Campaign was a learning experience and plans are in place to try again on Kickstarter, says developer

Murder-mystery RPG The Good Life failed to reach its crowdfunding target thanks in part to asset leaks, according to creator Hidetaka "Swery" Suehiro.

Swery developed a cult following with the development of Deadly Premonition, but was unable to ignite the fan support he needed for his latest endeavour.

In a post on Twitter, Swery addressed what went wrong and what's next. "The first thing that comes to mind is the fact that the game's title and concept design art were leaked two weeks prior to the campaign announcement," he said. "Due to the leak, a lot of people ended up thinking that The Good Life was going to be a compact game with 2D graphics.

"After spending a lot of time trying to hide the info that was leaked, we failed to provide you all with accurate data about the game in the early stages of the campaign, and so people became very unclear as to just what kind of game The Good Life Really is."

The campaign ran on the burgeoning platform Fig, on which a number of other cult developers have successfully raised millions, Double Fine and Obsidian Entertainment among them.

The Good Life fell short of its $1.5 million target, raising only $682,864 in 40 days.

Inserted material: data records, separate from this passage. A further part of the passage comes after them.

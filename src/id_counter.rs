use std::sync::{
    Arc, LazyLock,
    atomic::{AtomicU64, Ordering},
};

use super::{Error, MAX_SAFE_INTEGER, RequestId, Result};

static PROCESS_COUNTER: LazyLock<IdCounter> = LazyLock::new(IdCounter::new);

/// Source of request ids.
///
/// Clones share the same sequence. Ids are strictly increasing with no gaps
/// and are never reused for the lifetime of the counter.
#[derive(Debug, Clone)]
pub struct IdCounter(Arc<AtomicU64>);

impl IdCounter {
    pub fn new() -> Self {
        Self::starting_at(1)
    }

    /// A counter whose first id is `first`.
    pub fn starting_at(first: u64) -> Self {
        Self(Arc::new(AtomicU64::new(first)))
    }

    /// The counter shared by every client that asks for it in this process.
    pub fn process() -> Self {
        PROCESS_COUNTER.clone()
    }

    pub fn next(&self) -> Result<RequestId> {
        self.0
            .fetch_update(Ordering::Relaxed, Ordering::Relaxed, |id| {
                (id <= MAX_SAFE_INTEGER).then(|| id + 1)
            })
            .map(RequestId)
            .map_err(|_| Error::RequestIdOverflow)
    }

    /// The id the next call will receive.
    pub fn peek(&self) -> u64 {
        self.0.load(Ordering::Relaxed)
    }
}
impl Default for IdCounter {
    fn default() -> Self {
        Self::new()
    }
}
use core::ffi::c_void;
use core::num::NonZeroU32;
use core::ptr::{null, null_mut};

use smallvec::SmallVec;
use widestring::U16CString;
use windows_sys::Win32::Foundation::ERROR_INSUFFICIENT_BUFFER;
use windows_sys::Win32::NetworkManagement::NetManagement::{
    NETSETUP_JOIN_STATUS, NetApiBufferFree, NetGetJoinInformation, NetSetupDomainName,
};
use windows_sys::Win32::Security::Authentication::Identity::{
    NameSamCompatible, NameUserPrincipal, TranslateNameW,
};

use super::account_lookup::{grew, lookup_name};
use super::error::last_error;
use crate::{AccountDirectory, DownlevelName, NameTranslator, ResolutionError, SecurityIdentifier};

/// Active Directory backed [`AccountDirectory`].
#[derive(Debug, Clone, Copy, Default)]
pub struct WindowsDirectory;

impl AccountDirectory for WindowsDirectory {
    fn is_joined_to_domain(&self) -> Result<bool, ResolutionError> {
        let mut name_buffer: *mut u16 = null_mut();
        let mut status: NETSETUP_JOIN_STATUS = 0;
        // Safety: both out-parameters are valid; a null server queries the local machine.
        let code = unsafe { NetGetJoinInformation(null(), &raw mut name_buffer, &raw mut status) };
        if !name_buffer.is_null() {
            // Safety: the buffer was allocated by NetGetJoinInformation and is freed once.
            unsafe { NetApiBufferFree(name_buffer.cast::<c_void>()) };
        }
        match NonZeroU32::new(code) {
            Some(code) => Err(code.into()),
            None => Ok(status == NetSetupDomainName),
        }
    }

    fn upn_from_downlevel_name(&self, downlevel_name: &str) -> Result<String, ResolutionError> {
        downlevel_name
            .parse::<DownlevelName>()
            .map_err(|_| ResolutionError::InvalidName(downlevel_name.to_owned()))?;
        let wide_name = U16CString::from_str(downlevel_name)
            .map_err(|_| ResolutionError::InvalidName(downlevel_name.to_owned()))?;

        let mut len = 256u32;
        loop {
            let capacity = len;
            let mut buffer = SmallVec::<[u16; 256]>::from_elem(0, capacity as usize);
            // Safety: `buffer` holds `len` units, `len` is updated in place.
            let ok = unsafe {
                TranslateNameW(
                    wide_name.as_ptr(),
                    NameSamCompatible,
                    NameUserPrincipal,
                    buffer.as_mut_ptr(),
                    &raw mut len,
                )
            };
            if ok == 0 {
                match last_error() {
                    ResolutionError::Os(ERROR_INSUFFICIENT_BUFFER) if grew(capacity, len) => continue,
                    err => return Err(err),
                }
            }
            // `len` counts the terminating NUL.
            buffer.truncate((len as usize).saturating_sub(1));
            return Ok(String::from_utf16_lossy(&buffer));
        }
    }
}

/// [`NameTranslator`] backed by `LookupAccountNameW`.
#[derive(Debug, Clone, Copy, Default)]
pub struct WindowsNameTranslator;

impl NameTranslator for WindowsNameTranslator {
    fn translate_to_sid(&self, account_name: &str) -> Result<SecurityIdentifier, ResolutionError> {
        lookup_name(account_name).map(|account| account.sid)
    }
}
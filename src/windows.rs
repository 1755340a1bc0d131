//! Win32 backends: process token handle, account lookups, Active Directory.

mod account_lookup;
mod directory;
mod error;
mod sid_type;
mod token;

pub use account_lookup::AccountLookup;
pub use directory::{WindowsDirectory, WindowsNameTranslator};
pub use sid_type::SidType;
pub use token::TokenError;

use token::WindowsIdentityHandle;

use crate::{ResolutionError, SecurityIdentifier, UpnIdentity};

impl UpnIdentity {
    /// Identity of the account running the current process.
    ///
    /// The process token is held until
    /// [`ensure_identity_claim`](UpnIdentity::ensure_identity_claim) turns its
    /// account name into the UPN claim. [`upn_sid`](UpnIdentity::upn_sid) answers
    /// from the token right away.
    ///
    /// # Errors
    /// [`TokenError`] when the token cannot be opened or read.
    ///
    /// ```no_run
    /// # use upn_endpoint_identity::UpnIdentity;
    /// let identity = UpnIdentity::for_current_process()?;
    /// identity.ensure_identity_claim()?;
    /// # Ok::<(), Box<dyn std::error::Error>>(())
    /// ```
    #[inline]
    pub fn for_current_process() -> Result<Self, TokenError> {
        let handle = WindowsIdentityHandle::current_process()?;
        Ok(Self::from_identity_handle(Box::new(handle)))
    }
}

/// Looks up the account a SID names on the local machine.
///
/// # Errors
/// The Win32 lookup failure.
#[inline]
pub fn lookup_account_sid(sid: &SecurityIdentifier) -> Result<AccountLookup, ResolutionError> {
    account_lookup::lookup_sid(sid)
}

/// Looks up an account by UPN or downlevel name on the local machine.
///
/// # Errors
/// The Win32 lookup failure.
#[inline]
pub fn lookup_account_name(account_name: &str) -> Result<AccountLookup, ResolutionError> {
    account_lookup::lookup_name(account_name)
}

Swery cites a few reasons for the failure of his first crowdfunding endeavour, such as mismanaged PR around the campaign and a confusing trailer.

The campaign was a learning experience, said Swery, and plans are already in motion for another run at crowdfunding.

"What we plan to do is to relaunch the campaign as a Kickstarter, and launch before the end of the year," he said. "We will use all of the information we have learned on this campaign, and make the Kickstarter one that we believe we can succeed."

The new campaign will have a lower goal thanks to some unnamed partners pitching in. This is a positive move given how video games are declining on Kickstarter and that crowdfunding is considered by some to be "the single hardest way to raise money."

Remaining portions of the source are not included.